Conflict of interest statement
S.M. Smith has received in the past 36 months a research grant from the Richard W.
and Mae Stone Goode Foundation. For a complete list of lifetime disclosures for M.
Fava, please see: https://mghcme.org/faculty/faculty-detail/maurizio_fava. M.P. Jensen
has received in the past 36 months research grants from the U.S. National Institutes
of Health, the U.S. Department of Education, the Administration of Community Living,
the Patient-Centered Outcomes Institute, and National Multiple Sclerosis Society,
the International Association for the Study of Pain, and the Washington State Spinal
Injury Consortium, and compensation for consulting from Goalistics. O. Mbowe has no
disclosures for the past 36 months.
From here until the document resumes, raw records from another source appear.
#[cfg(test)]
mod tests {
    use super::*;
    use crate::market::{initial_coins, Coin};

    fn seeded_app() -> App {
        App::with_config(AppConfig {
            seed: Some(7),
            ..AppConfig::default()
        })
    }

    fn view(app: &App) -> View {
        app.state.read().current_view
    }

    // ========== Navigation Tests ==========

    #[test]
    fn test_app_starts_on_landing() {
        let app = seeded_app();
        assert_eq!(view(&app), View::Landing);
        assert!(!app.is_ticker_running());
        assert_eq!(app.particles.len(), 40);
    }

    #[test]
    fn test_view_navigation_full_cycle() {
        let mut app = seeded_app();
        for expected in [View::Overview, View::Markets, View::MyPage, View::Landing] {
            app.next_view();
            assert_eq!(view(&app), expected);
        }
        assert!(!app.is_ticker_running());
    }

    #[test]
    fn test_ticker_runs_only_on_markets() {
        let mut app = seeded_app();
        app.handle_view_change(View::Markets);
        assert!(app.is_ticker_running());

        app.handle_view_change(View::Markets);
        assert!(app.is_ticker_running());

        app.handle_view_change(View::Overview);
        assert!(!app.is_ticker_running());
    }

    #[test]
    fn test_exit_from_markets_stops_ticker() {
        let mut app = seeded_app();
        app.handle_view_change(View::Markets);
        app.handle_launch_toggle();
        assert_eq!(view(&app), View::Landing);
        assert!(!app.is_ticker_running());
    }

    #[test]
    fn test_entering_overview_builds_revenue() {
        let mut app = seeded_app();
        assert!(app.state.read().dashboard.revenue.is_empty());
        app.handle_launch();
        assert_eq!(
            app.state.read().dashboard.revenue.len(),
            dashboard::REVENUE_BARS
        );
    }

    // ========== Market Tick Tests ==========

    #[test]
    fn test_tick_applies_only_on_markets() {
        let mut app = seeded_app();
        app.handle_event(AppEvent::MarketTick);
        assert_eq!(app.state.read().markets.coins, initial_coins());
        assert_eq!(app.state.read().markets.tick_count, 0);

        app.handle_view_change(View::Markets);
        app.handle_event(AppEvent::MarketTick);
        let state = app.state.read();
        assert_ne!(state.markets.coins, initial_coins());
        assert_eq!(state.markets.tick_count, 1);
        assert!(state.markets.last_tick.is_some());
    }

    #[test]
    fn test_on_tick_drains_channel() {
        let mut app = seeded_app();
        app.handle_view_change(View::Markets);
        let tx = app.event_tx();
        for _ in 0..3 {
            tx.try_send(AppEvent::MarketTick).unwrap();
        }
        app.on_tick();
        assert_eq!(app.state.read().markets.tick_count, 3);
    }

    #[test]
    fn test_seeded_apps_tick_identically() {
        let mut a = seeded_app();
        let mut b = seeded_app();
        for app in [&mut a, &mut b] {
            app.handle_view_change(View::Markets);
            for _ in 0..5 {
                app.handle_event(AppEvent::MarketTick);
            }
        }
        assert_eq!(a.state.read().markets.coins, b.state.read().markets.coins);
    }

    struct FlatFeed;

    impl MarketFeed for FlatFeed {
        fn advance(&mut self, coins: &mut [Coin]) {
            for coin in coins {
                coin.price = 1.0;
            }
        }

        fn name(&self) -> &'static str {
            "flat"
        }
    }

    #[test]
    fn test_custom_feed() {
        let mut app = App::with_feed(AppConfig::default(), Box::new(FlatFeed));
        assert_eq!(app.state.read().feed_name, "flat");
        app.handle_view_change(View::Markets);
        app.handle_event(AppEvent::MarketTick);
        assert!(app.state.read().markets.coins.iter().all(|c| c.price == 1.0));
    }

    #[test]
    fn test_markets_revisit_starts_from_initial_prices() {
        let mut app = seeded_app();
        app.handle_view_change(View::Markets);
        for _ in 0..5 {
            app.handle_event(AppEvent::MarketTick);
        }
        assert_ne!(app.state.read().markets.coins, initial_coins());

        app.handle_view_change(View::Overview);
        app.handle_view_change(View::Markets);

        let state = app.state.read();
        assert_eq!(state.markets.coins, initial_coins());
        assert_eq!(state.markets.tick_count, 0);
        assert!(state.markets.last_tick.is_none());
    }

    #[test]
    fn test_debug_ui_flag_sets_overlay() {
        let mut app = seeded_app();
        app.apply_debug_config(&DebugConfig {
            show_debug_ui: true,
            ..DebugConfig::default()
        });
        assert!(app.state.read().debug_overlay_visible);
    }

    // ========== Scene Tests ==========

    #[test]
    fn test_particle_count_follows_view() {
        let mut app = seeded_app();
        let dt = Duration::from_millis(16);
        app.advance_frame(dt, [0.0, 0.0], 1.6);
        assert_eq!(app.particles.len(), 40);

        app.handle_launch();
        app.advance_frame(dt, [0.0, 0.0], 1.6);
        assert_eq!(app.particles.len(), 20);

        app.handle_view_change(View::Markets);
        app.advance_frame(dt, [0.0, 0.0], 1.6);
        assert_eq!(app.particles.len(), 20);
    }

    #[test]
    fn test_scene_eases_toward_markets_pose() {
        let mut app = seeded_app();
        app.handle_view_change(View::Markets);
        for _ in 0..300 {
            app.advance_frame(Duration::from_millis(16), [0.0, 0.0], 1.6);
        }
        assert!((app.scene.main.scale - 0.6).abs() < 1e-3);
        assert!(app.scene.main.position.x < 0.0);
        assert!((app.scene.camera_z - 6.0).abs() < 1e-3);
    }

    #[test]
    fn test_scroll_is_clamped() {
        let mut app = seeded_app();
        app.handle_scroll(3.0);
        assert_eq!(app.state.read().landing.scroll_offset, 1.0);
        app.handle_scroll(-1.0);
        assert_eq!(app.state.read().landing.scroll_offset, 0.0);
        app.handle_scroll(f32::NAN);
        assert_eq!(app.state.read().landing.scroll_offset, 0.0);
    }

    // ========== Integration Tests ==========

    #[test]
    fn test_markets_overlay_scenario() {
        let mut app = seeded_app();
        assert_eq!(view(&app), View::Landing);

        app.handle_launch();
        assert_eq!(view(&app), View::Overview);

        app.handle_view_change(View::Markets);
        assert_eq!(view(&app), View::Markets);

        app.handle_coin_select("BTC");
        app.handle_event(AppEvent::MarketTick);
        {
            let state = app.state.read();
            let coin = state.markets.selected_coin().expect("overlay bound to BTC");
            assert_eq!(coin.symbol, "BTC");
            let live = state.markets.coins.iter().find(|c| c.symbol == "BTC").unwrap();
            assert_eq!(coin.price, live.price);
        }

        app.handle_coin_select("ETH");
        assert_eq!(app.state.read().markets.selected.as_deref(), Some("ETH"));

        app.handle_coin_close();
        let state = app.state.read();
        assert!(state.markets.selected.is_none());
        assert_eq!(state.current_view, View::Markets);
    }
}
M.P. McDermott has been supported in the past
36 months by research grants from the U.S. National Institutes of Health, U.S. Food
and Drug Administration, NYSTEM, SMA Foundation, Cure SMA, and PTC Therapeutics, has
received compensation for consulting from Neuropore Therapies and Voyager Therapeutics,
and has served on Data and Safety Monitoring Boards for U.S. National Institutes of
Health, Novartis Pharmaceuticals Corporation, AstraZeneca, Eli Lilly, aTyr Pharma,
Catabasis Pharmaceuticals, Vaccinex, Cynapsus Therapeutics, and Voyager Therapeutics.
In the past 36 months, D.C. Turk has received research grants and contracts from U.S.
Food and Drug Administration and U.S. National Institutes of Health, and compensation
for consulting on clinical trial and patient preferences from AccelRx, Eli Lilly,
GlaxoSmithKline, Nektar, Novartis, and Pfizer. R.H. Dworkin has received in the past
36 months research grants and contracts from U.S. Food and Drug Administration and
U.S. National Institutes of Health, and compensation for serving on advisory boards
or consulting on clinical trial methods from Abide, Acadia, Adynxx, Analgesic Solutions,
Aptinyx, Aquinox, Asahi Kasei, Astellas, AstraZeneca, Biogen, Biohaven, Boston Scientific,
Braeburn, Celgene, Centrexion, Chromocell, Clexio, Concert, Decibel, Dong-A, Editas,
Eli Lilly, Eupraxia, Glenmark, Grace, Hope, Immune, Lotus Clinical Research, Mainstay,
Merck, Neumentum, Neurana, NeuroBo, Novaremed, Novartis, Olatec, Pfizer, Phosphagenics,
Quark, Reckitt Benckiser, Regenacy (also equity), Relmada, Sanifit, Scilex, Semnur,
Sollis, Teva, Theranexus, Trevena, Vertex, and Vizuri.